» The problem: Find how many lines below hold "category", then state that number by itself.

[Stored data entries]
════════════════

//! SQL statement classification for read/write routing.
//!
//! Uses [sqlparser](https://docs.rs/sqlparser/) to classify statements. Text the
//! parser rejects (vendor extensions, partial dialect support) falls back to its
//! first keyword, so routing never depends on full grammar coverage.

use crate::error::{DbError, DbResult};
use crate::models::DatabaseType;
use sqlparser::ast::Statement;
use sqlparser::dialect::{Dialect, GenericDialect, MySqlDialect, PostgreSqlDialect, SQLiteDialect};
use sqlparser::parser::Parser;
use std::fmt;
use tracing::debug;

/// Routing category of a SQL statement.
#[derive(Debug, Clone, Copy, PartialEq, Eq, Hash)]
pub enum SqlType {
    /// Queries: SELECT, SHOW, DESCRIBE, EXPLAIN of a query
    Dql,
    /// Data changes: INSERT, UPDATE, DELETE, MERGE, COPY
    Dml,
    /// Schema changes: CREATE, ALTER, DROP, TRUNCATE
    Ddl,
    /// Transaction control: BEGIN, COMMIT, ROLLBACK, SAVEPOINT
    Tcl,
    /// Administrative: SET, USE, GRANT, LOCK, VACUUM
    Dal,
    /// Parsed but not in any category above (CALL, PREPARE, ...)
    Unknown,
}

impl SqlType {
    /// Rank used to pick the governing type of multi-statement text.
    fn write_rank(self) -> u8 {
        match self {
            SqlType::Dql => 0,
            SqlType::Tcl | SqlType::Dal | SqlType::Unknown => 1,
            SqlType::Dml => 2,
            SqlType::Ddl => 3,
        }
    }
}

impl fmt::Display for SqlType {
    fn fmt(&self, f: &mut fmt::Formatter<'_>) -> fmt::Result {
        let name = match self {
            SqlType::Dql => "DQL",
            SqlType::Dml => "DML",
            SqlType::Ddl => "DDL",
            SqlType::Tcl => "TCL",
            SqlType::Dal => "DAL",
            SqlType::Unknown => "UNKNOWN",
        };
        f.write_str(name)
    }
}

/// Transaction boundary crossed by SQL text.
#[derive(Debug, Clone, Copy, PartialEq, Eq)]
pub enum TransactionBoundary {
    Begin,
    /// COMMIT, or ROLLBACK of the whole transaction
    End,
}

/// Get the SQL dialect for the given database type.
///
/// Mixed or unspecified backends use the generic dialect.
fn get_dialect(db_type: Option<DatabaseType>) -> Box<dyn Dialect> {
    match db_type {
        Some(DatabaseType::PostgreSQL) => Box::new(PostgreSqlDialect {}),
        Some(DatabaseType::MySQL) => Box::new(MySqlDialect {}),
        Some(DatabaseType::SQLite) => Box::new(SQLiteDialect {}),
        None => Box::new(GenericDialect {}),
    }
}

/// Classify SQL text for routing.
///
/// # Examples
///
/// ```
/// use db_rw_router::routing::sql_judge::{judge, SqlType};
///
/// assert_eq!(judge("SELECT * FROM users", None).unwrap(), SqlType::Dql);
/// assert_eq!(judge("DELETE FROM users", None).unwrap(), SqlType::Dml);
/// assert!(judge("   ", None).is_err());
/// ```
pub fn judge(sql: &str, db_type: Option<DatabaseType>) -> DbResult<SqlType> {
    if sql.trim().trim_matches(';').trim().is_empty() {
        return Err(DbError::routing("Empty SQL statement"));
    }

    let dialect = get_dialect(db_type);
    match Parser::parse_sql(dialect.as_ref(), sql) {
        Ok(statements) if !statements.is_empty() => Ok(statements
            .iter()
            .map(classify_statement)
            .max_by_key(|t| t.write_rank())
            .unwrap_or(SqlType::Unknown)),
        Ok(_) => Err(DbError::routing("Empty SQL statement")),
        Err(e) => {
            debug!(error = %e, "SQL did not parse, classifying by first keyword");
            judge_by_keyword(sql).ok_or_else(|| {
                DbError::routing(format!("Cannot determine statement type: {}", e))
            })
        }
    }
}

/// Classify a parsed statement.
fn classify_statement(stmt: &Statement) -> SqlType {
    match stmt {
        Statement::Query(_) => SqlType::Dql,
        Statement::ShowTables { .. }
        | Statement::ShowColumns { .. }
        | Statement::ShowDatabases { .. }
        | Statement::ShowSchemas { .. }
        | Statement::ShowCreate { .. }
        | Statement::ShowFunctions { .. }
        | Statement::ShowVariable { .. }
        | Statement::ShowVariables { .. }
        | Statement::ShowStatus { .. }
        | Statement::ShowCollation { .. }
        | Statement::ExplainTable { .. } => SqlType::Dql,

        // EXPLAIN ANALYZE runs the inner statement, so it routes like it
        Statement::Explain { statement, .. } => classify_statement(statement),

        Statement::Insert(_)
        | Statement::Update { .. }
        | Statement::Delete(_)
        | Statement::Merge { .. }
        | Statement::Copy { .. } => SqlType::Dml,

        Statement::CreateTable { .. }
        | Statement::CreateView { .. }
        | Statement::CreateIndex(_)
        | Statement::CreateSchema { .. }
        | Statement::CreateDatabase { .. }
        | Statement::CreateSequence { .. }
        | Statement::CreateType { .. }
        | Statement::CreateFunction { .. }
        | Statement::CreateProcedure { .. }
        | Statement::CreateTrigger { .. }
        | Statement::CreateRole { .. }
        | Statement::CreateVirtualTable { .. }
        | Statement::CreateExtension { .. }
        | Statement::CreatePolicy { .. }
        | Statement::AlterTable { .. }
        | Statement::AlterView { .. }
        | Statement::AlterIndex { .. }
        | Statement::AlterSchema { .. }
        | Statement::AlterRole { .. }
        | Statement::AlterPolicy { .. }
        | Statement::AlterType { .. }
        | Statement::Drop { .. }
        | Statement::DropFunction { .. }
        | Statement::DropProcedure { .. }
        | Statement::DropTrigger { .. }
        | Statement::DropPolicy { .. }
        | Statement::Truncate { .. }
        | Statement::Comment { .. } => SqlType::Ddl,

        Statement::StartTransaction { .. }
        | Statement::Commit { .. }
        | Statement::Rollback { .. }
        | Statement::Savepoint { .. }
        | Statement::ReleaseSavepoint { .. } => SqlType::Tcl,

        Statement::Grant { .. }
        | Statement::Revoke { .. }
        | Statement::Set(_)
        | Statement::Use(_)
        | Statement::Kill { .. }
        | Statement::Vacuum { .. }
        | Statement::Analyze { .. }
        | Statement::Discard { .. }
        | Statement::LockTables { .. }
        | Statement::UnlockTables
        | Statement::Flush { .. }
        | Statement::Pragma { .. }
        | Statement::OptimizeTable { .. } => SqlType::Dal,

        _ => SqlType::Unknown,
    }
}

/// Find the transaction boundary the SQL text leaves a session at, if any.
///
/// With several statements the last boundary wins. `ROLLBACK TO SAVEPOINT`
/// stays inside the transaction.
pub fn transaction_boundary(
    sql: &str,
    db_type: Option<DatabaseType>,
) -> Option<TransactionBoundary> {
    let dialect = get_dialect(db_type);
    match Parser::parse_sql(dialect.as_ref(), sql) {
        Ok(statements) => statements.iter().filter_map(statement_boundary).last(),
        Err(_) => boundary_by_keyword(sql),
    }
}

fn statement_boundary(stmt: &Statement) -> Option<TransactionBoundary> {
    match stmt {
        Statement::StartTransaction { .. } => Some(TransactionBoundary::Begin),
        Statement::Commit { .. } | Statement::Rollback { savepoint: None, .. } => {
            Some(TransactionBoundary::End)
        }
        _ => None,
    }
}

fn boundary_by_keyword(sql: &str) -> Option<TransactionBoundary> {
    let upper = sql.trim_start().to_ascii_uppercase();
    let keyword = upper.split_whitespace().next()?.trim_end_matches(';');
    match keyword {
        "BEGIN" | "START" => Some(TransactionBoundary::Begin),
        "COMMIT" | "END" => Some(TransactionBoundary::End),
        "ROLLBACK" if !upper.contains(" TO ") => Some(TransactionBoundary::End),
        _ => None,
    }
}

/// Classify by the leading keyword of the first statement.
fn judge_by_keyword(sql: &str) -> Option<SqlType> {
    let keyword: String = sql
        .trim_start()
        .trim_start_matches('(')
        .chars()
        .take_while(|c| c.is_ascii_alphabetic())
        .collect::<String>()
        .to_ascii_uppercase();

    let sql_type = match keyword.as_str() {
        "SELECT" | "WITH" | "SHOW" | "DESC" | "DESCRIBE" | "EXPLAIN" | "VALUES" | "TABLE" => {
            SqlType::Dql
        }
        "INSERT" | "UPDATE" | "DELETE" | "REPLACE" | "MERGE" | "UPSERT" | "COPY" | "LOAD" => {
            SqlType::Dml
        }
        "CREATE" | "ALTER" | "DROP" | "TRUNCATE" | "RENAME" | "COMMENT" => SqlType::Ddl,
        "BEGIN" | "START" | "COMMIT" | "ROLLBACK" | "SAVEPOINT" | "RELEASE" | "END" => {
            SqlType::Tcl
        }
        "SET" | "USE" | "GRANT" | "REVOKE" | "LOCK" | "UNLOCK" | "VACUUM" | "ANALYZE"
        | "PRAGMA" | "KILL" | "FLUSH" | "OPTIMIZE" | "RESET" => SqlType::Dal,
        "CALL" | "EXEC" | "EXECUTE" | "PREPARE" | "DEALLOCATE" | "DO" => SqlType::Unknown,
        _ => return None,
    };
    Some(sql_type)
}

#[cfg(test)]
mod tests {
    use super::*;

    const PG: Option<DatabaseType> = Some(DatabaseType::PostgreSQL);

    #[test]
    fn test_select_is_dql() {
        assert_eq!(judge("SELECT * FROM users", PG).unwrap(), SqlType::Dql);
        assert_eq!(
            judge("SELECT a FROM t1 UNION ALL SELECT b FROM t2", PG).unwrap(),
            SqlType::Dql
        );
        assert_eq!(
            judge("WITH x AS (SELECT 1) SELECT * FROM x", None).unwrap(),
            SqlType::Dql
        );
    }

    #[test]
    fn test_writes_are_dml() {
        assert_eq!(judge("INSERT INTO users VALUES (1)", PG).unwrap(), SqlType::Dml);
        assert_eq!(judge("UPDATE users SET name = 'x'", PG).unwrap(), SqlType::Dml);
        assert_eq!(judge("DELETE FROM users WHERE id = 1", PG).unwrap(), SqlType::Dml);
        assert_eq!(
            judge("INSERT INTO archive SELECT * FROM users", PG).unwrap(),
            SqlType::Dml
        );
    }

    #[test]
    fn test_schema_changes_are_ddl() {
        assert_eq!(judge("CREATE TABLE t (id INT)", PG).unwrap(), SqlType::Ddl);
        assert_eq!(judge("ALTER TABLE t ADD COLUMN c INT", PG).unwrap(), SqlType::Ddl);
        assert_eq!(judge("DROP TABLE t", PG).unwrap(), SqlType::Ddl);
        assert_eq!(judge("TRUNCATE TABLE t", PG).unwrap(), SqlType::Ddl);
    }

    #[test]
    fn test_transaction_and_admin() {
        assert_eq!(judge("BEGIN", PG).unwrap(), SqlType::Tcl);
        assert_eq!(judge("COMMIT", PG).unwrap(), SqlType::Tcl);
        assert_eq!(judge("SET search_path TO public", PG).unwrap(), SqlType::Dal);
    }

    #[test]
    fn test_explain_follows_inner_statement() {
        assert_eq!(judge("EXPLAIN SELECT * FROM t", PG).unwrap(), SqlType::Dql);
        assert_eq!(
            judge("EXPLAIN ANALYZE DELETE FROM t", PG).unwrap(),
            SqlType::Dml
        );
    }

    #[test]
    fn test_multi_statement_most_write_like_wins() {
        assert_eq!(
            judge("SELECT 1; INSERT INTO t VALUES (1)", PG).unwrap(),
            SqlType::Dml
        );
        assert_eq!(
            judge("INSERT INTO t VALUES (1); DROP TABLE t", PG).unwrap(),
            SqlType::Ddl
        );
    }

    #[test]
    fn test_unparseable_falls_back_to_keyword() {
        assert_eq!(
            judge("select * from t where (((", PG).unwrap(),
            SqlType::Dql
        );
        assert_eq!(judge("UPDATE ((( broken", PG).unwrap(), SqlType::Dml);
    }

    #[test]
    fn test_empty_and_unknown_are_routing_errors() {
        assert!(matches!(judge("", PG), Err(DbError::Routing { .. })));
        assert!(matches!(judge("  ; ", PG), Err(DbError::Routing { .. })));
        assert!(matches!(
            judge("FROBNICATE everything", PG),
            Err(DbError::Routing { .. })
        ));
    }

    #[test]
    fn test_transaction_boundaries() {
        let sqlite = Some(DatabaseType::SQLite);
        assert_eq!(
            transaction_boundary("BEGIN", sqlite),
            Some(TransactionBoundary::Begin)
        );
        assert_eq!(
            transaction_boundary("START TRANSACTION", Some(DatabaseType::MySQL)),
            Some(TransactionBoundary::Begin)
        );
        assert_eq!(
            transaction_boundary("COMMIT", sqlite),
            Some(TransactionBoundary::End)
        );
        assert_eq!(
            transaction_boundary("ROLLBACK", PG),
            Some(TransactionBoundary::End)
        );
        assert_eq!(transaction_boundary("ROLLBACK TO SAVEPOINT s1", PG), None);
        assert_eq!(transaction_boundary("INSERT INTO t VALUES (1)", PG), None);
        assert_eq!(
            transaction_boundary("BEGIN; INSERT INTO t VALUES (1); COMMIT", PG),
            Some(TransactionBoundary::End)
        );
    }
}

════════════════

» Result of the task: 2